KARACHI: An antiterrorism court dismissed on Saturday an application seeking transfer of a case pertaining to the murder of managing director of the Karachi Electric Supply Corporation Shahid Hamid to a sessions court for trial of two detained accused.

Mohammad Minhaj Qazi, alias Asad, and Mehboob Ghufran, alias Atar, with their alleged accomplices have been charged with killing the then KESC MD, his driver and a guard in the Defence Housing Authority on July 5, 1997.

On Saturday, the ATC-III judge pronounced his verdict reserved earlier on the plea moved by detained accused Minhaj Qazi after hearing arguments from the parties.

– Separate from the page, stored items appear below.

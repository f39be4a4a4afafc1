//! Connection handle abstraction.
//!
//! The hub never touches sockets. A transport (WebSocket, in-memory, ...)
//! hands over a [`ConnectionHandle`] made of two halves:
//!
//! - [`FrameSink`]: the write half. Owned by the participant behind its
//!   send lock, so at most one writer uses it at a time.
//! - [`FrameStream`]: the read half. Only the participant's session loop
//!   reads from it.

use async_trait::async_trait;
use bytes::Bytes;

use crate::error::TransportError;

/// One transport message.
#[derive(Debug, Clone, PartialEq, Eq)]
pub enum Frame {
    Text(String),
    Binary(Bytes),
}

impl Frame {
    pub fn text(text: impl Into<String>) -> Self {
        Frame::Text(text.into())
    }

    /// Raw bytes of the frame, whatever its kind.
    pub fn as_bytes(&self) -> &[u8] {
        match self {
            Frame::Text(text) => text.as_bytes(),
            Frame::Binary(bytes) => bytes,
        }
    }

    pub fn len(&self) -> usize {
        self.as_bytes().len()
    }

    pub fn is_empty(&self) -> bool {
        self.len() == 0
    }
}

/// Write half of a connection.
#[async_trait]
pub trait FrameSink: Send {
    /// Send one frame. May block on a slow peer.
    async fn send(&mut self, frame: Frame) -> Result<(), TransportError>;

    /// Close the connection. Called at most once per handle by the hub.
    async fn close(&mut self) -> Result<(), TransportError>;
}

/// Read half of a connection.
#[async_trait]
pub trait FrameStream: Send {
    /// Wait for the next data frame.
    ///
    /// Returns `None` once the peer has closed the connection cleanly.
    async fn recv(&mut self) -> Option<Result<Frame, TransportError>>;
}

/// A duplex connection, as produced by a transport.
pub struct ConnectionHandle {
    pub sink: Box<dyn FrameSink>,
    pub stream: Box<dyn FrameStream>,
}

impl ConnectionHandle {
    pub fn new(sink: impl FrameSink + 'static, stream: impl FrameStream + 'static) -> Self {
        ConnectionHandle {
            sink: Box::new(sink),
            stream: Box::new(stream),
        }
    }
}

impl std::fmt::Debug for ConnectionHandle {
    fn fmt(&self, f: &mut std::fmt::Formatter<'_>) -> std::fmt::Result {
        f.debug_struct("ConnectionHandle").finish_non_exhaustive()
    }
}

Sept 25 fixed for recording evidence of investigating officer Mohammad Sarwar Khan, alias Sarwar Commando

The judge fixed the matter on Sept 25 for recording evidence of the investigating officer of the case Mohammad Sarwar Khan, alias Sarwar Commando, and adjourned hearing.

Last month, Minhaj had moved two pleas seeking removal of the charge of terrorism from the case and its transfer to a sessions’ court from the ATC for further trial.

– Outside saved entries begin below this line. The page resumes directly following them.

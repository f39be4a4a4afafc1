//! JSON envelope encoding/decoding.
//!
//! Every message on the wire is a single JSON object:
//!
//! ```text
//! {
//!   "type":      "CHAT_MESSAGE",        // MessageType tag (open set)
//!   "player_id": "player-3f2a...",      // sender / addressee
//!   "payload":   { "text": "gg" },      // any JSON value, type-dependent
//!   "timestamp": 1718000000000          // producer clock, diagnostics only
//! }
//! ```
//!
//! All four fields are required. The payload is kept as raw JSON and only
//! decoded when a handler asks for it via [`Envelope::decode_payload`], so
//! an envelope of an unknown type still parses.
//!
//! NOTE: `timestamp` is never used for ordering. Within one connection,
//! arrival order is the only order.

use std::time::{SystemTime, UNIX_EPOCH};

use serde::de::DeserializeOwned;
use serde::{Deserialize, Serialize};
use serde_json::value::RawValue;
use thiserror::Error;

use crate::message_type::MessageType;

/// Errors produced while encoding or decoding envelopes.
#[derive(Debug, Error)]
pub enum ProtocolError {
    /// The bytes are not a JSON object carrying the four envelope fields.
    #[error("malformed envelope: {0}")]
    MalformedEnvelope(#[source] serde_json::Error),

    /// The envelope parsed, but its payload does not match what the
    /// handler for `kind` expects.
    #[error("invalid {kind} payload: {source}")]
    InvalidPayload {
        kind: MessageType,
        #[source]
        source: serde_json::Error,
    },

    /// Serializing an envelope or payload failed.
    #[error("failed to encode envelope: {0}")]
    Encode(#[source] serde_json::Error),
}

/// A single typed message.
///
/// Envelopes are immutable once built; use the accessors to read them.
#[derive(Debug, Clone, Serialize, Deserialize)]
pub struct Envelope {
    #[serde(rename = "type")]
    kind: MessageType,
    player_id: String,
    payload: Box<RawValue>,
    timestamp: i64,
}

impl Envelope {
    /// Build an envelope stamped with the current time.
    pub fn new<P>(
        kind: MessageType,
        player_id: impl Into<String>,
        payload: &P,
    ) -> Result<Self, ProtocolError>
    where
        P: Serialize + ?Sized,
    {
        let payload = serde_json::value::to_raw_value(payload).map_err(ProtocolError::Encode)?;
        Ok(Self::from_parts(kind, player_id, payload, now_millis()))
    }

    /// Build an envelope from already-encoded parts.
    pub fn from_parts(
        kind: MessageType,
        player_id: impl Into<String>,
        payload: Box<RawValue>,
        timestamp: i64,
    ) -> Self {
        Envelope {
            kind,
            player_id: player_id.into(),
            payload,
            timestamp,
        }
    }

    /// Decode a single envelope from a text or binary frame.
    pub fn decode(buf: &[u8]) -> Result<Self, ProtocolError> {
        serde_json::from_slice(buf).map_err(ProtocolError::MalformedEnvelope)
    }

    /// Encode to the JSON wire form. The payload is embedded as-is.
    pub fn encode(&self) -> Result<String, ProtocolError> {
        serde_json::to_string(self).map_err(ProtocolError::Encode)
    }

    pub fn kind(&self) -> &MessageType {
        &self.kind
    }

    pub fn player_id(&self) -> &str {
        &self.player_id
    }

    /// Raw JSON text of the payload, exactly as received.
    pub fn raw_payload(&self) -> &str {
        self.payload.get()
    }

    pub fn timestamp(&self) -> i64 {
        self.timestamp
    }

    /// Decode the payload into the type a handler expects.
    pub fn decode_payload<T: DeserializeOwned>(&self) -> Result<T, ProtocolError> {
        serde_json::from_str(self.payload.get()).map_err(|source| ProtocolError::InvalidPayload {
            kind: self.kind.clone(),
            source,
        })
    }
}

/// Milliseconds since the Unix epoch; `0` if the clock is before 1970.
pub fn now_millis() -> i64 {
    SystemTime::now()
        .duration_since(UNIX_EPOCH)
        .map(|d| i64::try_from(d.as_millis()).unwrap_or(i64::MAX))
        .unwrap_or_default()
}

In the first plea filed under Section 227 of the Criminal Procedure Code, defence counsel Mushtaq Ahmed contended that initially the charge of terrorism was not mentioned in the FIR of the alleged triple murder case since the anti-terror law was enacted on Aug 20, 1997.

Therefore, Section 7 (punishment for acts of terrorism) of the ATA, 1997 was not applicable in the present case, the counsel added and asked the judge to remove the same from the case.

Through the second plea moved under Section 23 of the anti-terror law, Mr Ahmed had argued that the ATC had no jurisdiction to try the applicant in the present case since the case did not fall within the ambit of ‘terrorism’ as none of the witnesses in the case in their statements had stated that the alleged incident had caused a sense of terror. Therefore, the court was pleaded to transfer the case to a sessions’ court for further trial.

In his arguments, Rangers prosecutor Rana Khalid had opposed both the pleas arguing that the case fell within the ambit of Section 7 of the ATA, 1997 and the anti-terror law was applicable in the present case. The prosecutor further contended that the pleas were meant to delay the trial and had pleaded to the court to dismiss the same for lacking merit.

Complainant’s evidence sought

The court put off hearing on another application moved by the defence counsel, under Section 540 of the CrPC, seeking to re-examine the complainant, Shahnaz Hamid, a former bureaucrat and widow of the slain KESC MD, in the present case.

According to the prosecution, the then SHO of the Gulbahar police station, Mohammad Aslam Khan, better known as Chaudhry Aslam, arrested Saulat Mirza in December 1998 at the Karachi airport. During investigation, Mirza confessed to having killed the former KESC chief and named his accomplices.

The prosecution alleged that the crime was committed to avenge the removal of MQM supporters from the KESC by the then MD.

An ATC had already sentenced Muttahida Qaumi Movement worker Saulat Ali Khan, better known as Saulat Mirza, to death in 1999 in this case and he was executed in the Machh jail in Balochistan on May 12, 2015.